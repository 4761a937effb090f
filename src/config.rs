//! Watch manager configuration.

use std::time::Duration;

use serde::{Deserialize, Serialize};

use crate::error::{WatchError, WatchResult};

/// Retry policy for opening a change stream.
///
/// Only retryable init errors (store unreachable) are retried. Backoff doubles
/// after each failed attempt, capped at `max_backoff_ms`.
#[derive(Debug, Clone, PartialEq, Eq, Serialize, Deserialize)]
#[serde(default)]
pub struct RetryPolicy {
    /// Total attempts including the first. 1 disables retries.
    pub max_attempts: u32,
    /// Delay before the second attempt.
    pub backoff_ms: u64,
    /// Upper bound for any single delay.
    pub max_backoff_ms: u64,
}

impl Default for RetryPolicy {
    fn default() -> Self {
        Self {
            max_attempts: 1,
            backoff_ms: 100,
            max_backoff_ms: 2000,
        }
    }
}

impl RetryPolicy {
    /// Delay to wait after failed attempt number `attempt` (1-based).
    #[must_use]
    pub fn delay_after(&self, attempt: u32) -> Duration {
        let factor = 1u64.checked_shl(attempt.saturating_sub(1)).unwrap_or(u64::MAX);
        Duration::from_millis(self.backoff_ms.saturating_mul(factor).min(self.max_backoff_ms))
    }
}

#[allow(missing_docs)]
#[derive(Debug, Clone, PartialEq, Eq, Serialize, Deserialize)]
#[serde(default)]
pub struct WatchConfig {
    /// Sleep between poll cycles that produced no event.
    pub idle_interval_ms: u64,
    pub open_retry: RetryPolicy,
    /// Name given to the poll worker thread.
    pub worker_thread_name: String,
}

impl Default for WatchConfig {
    fn default() -> Self {
        Self {
            idle_interval_ms: 50,
            open_retry: RetryPolicy::default(),
            worker_thread_name: "kyrowatch-poll".to_string(),
        }
    }
}

impl WatchConfig {
    /// Load a configuration from JSON. Missing fields take their defaults.
    pub fn from_json_str(s: &str) -> WatchResult<Self> {
        let cfg: Self = serde_json::from_str(s).map_err(|e| WatchError::InvalidConfig {
            reason: format!("invalid watch config: {e}"),
        })?;
        Ok(cfg.normalized())
    }

    /// Clamp values the worker cannot run with.
    #[must_use]
    pub fn normalized(mut self) -> Self {
        self.idle_interval_ms = self.idle_interval_ms.max(1);
        self.open_retry.max_attempts = self.open_retry.max_attempts.max(1);
        self.open_retry.max_backoff_ms = self.open_retry.max_backoff_ms.max(self.open_retry.backoff_ms);
        if self.worker_thread_name.trim().is_empty() {
            self.worker_thread_name = Self::default().worker_thread_name;
        }
        self
    }

    #[must_use]
    pub const fn idle_interval(&self) -> Duration {
        Duration::from_millis(self.idle_interval_ms)
    }
}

****************************************

Task requirements: The lines to copy run from the start of the records above through the line holding "retried. Backoff doubles"; give them exactly, both ends included, and nothing else.

Solved problem:
repository 4761a937effb090f
filename src/config.rs
//! Watch manager configuration.

use std::time::Duration;

use serde::{Deserialize, Serialize};

use crate::error::{WatchError, WatchResult};

/// Retry policy for opening a change stream.
///
/// Only retryable init errors (store unreachable) are retried. Backoff doubles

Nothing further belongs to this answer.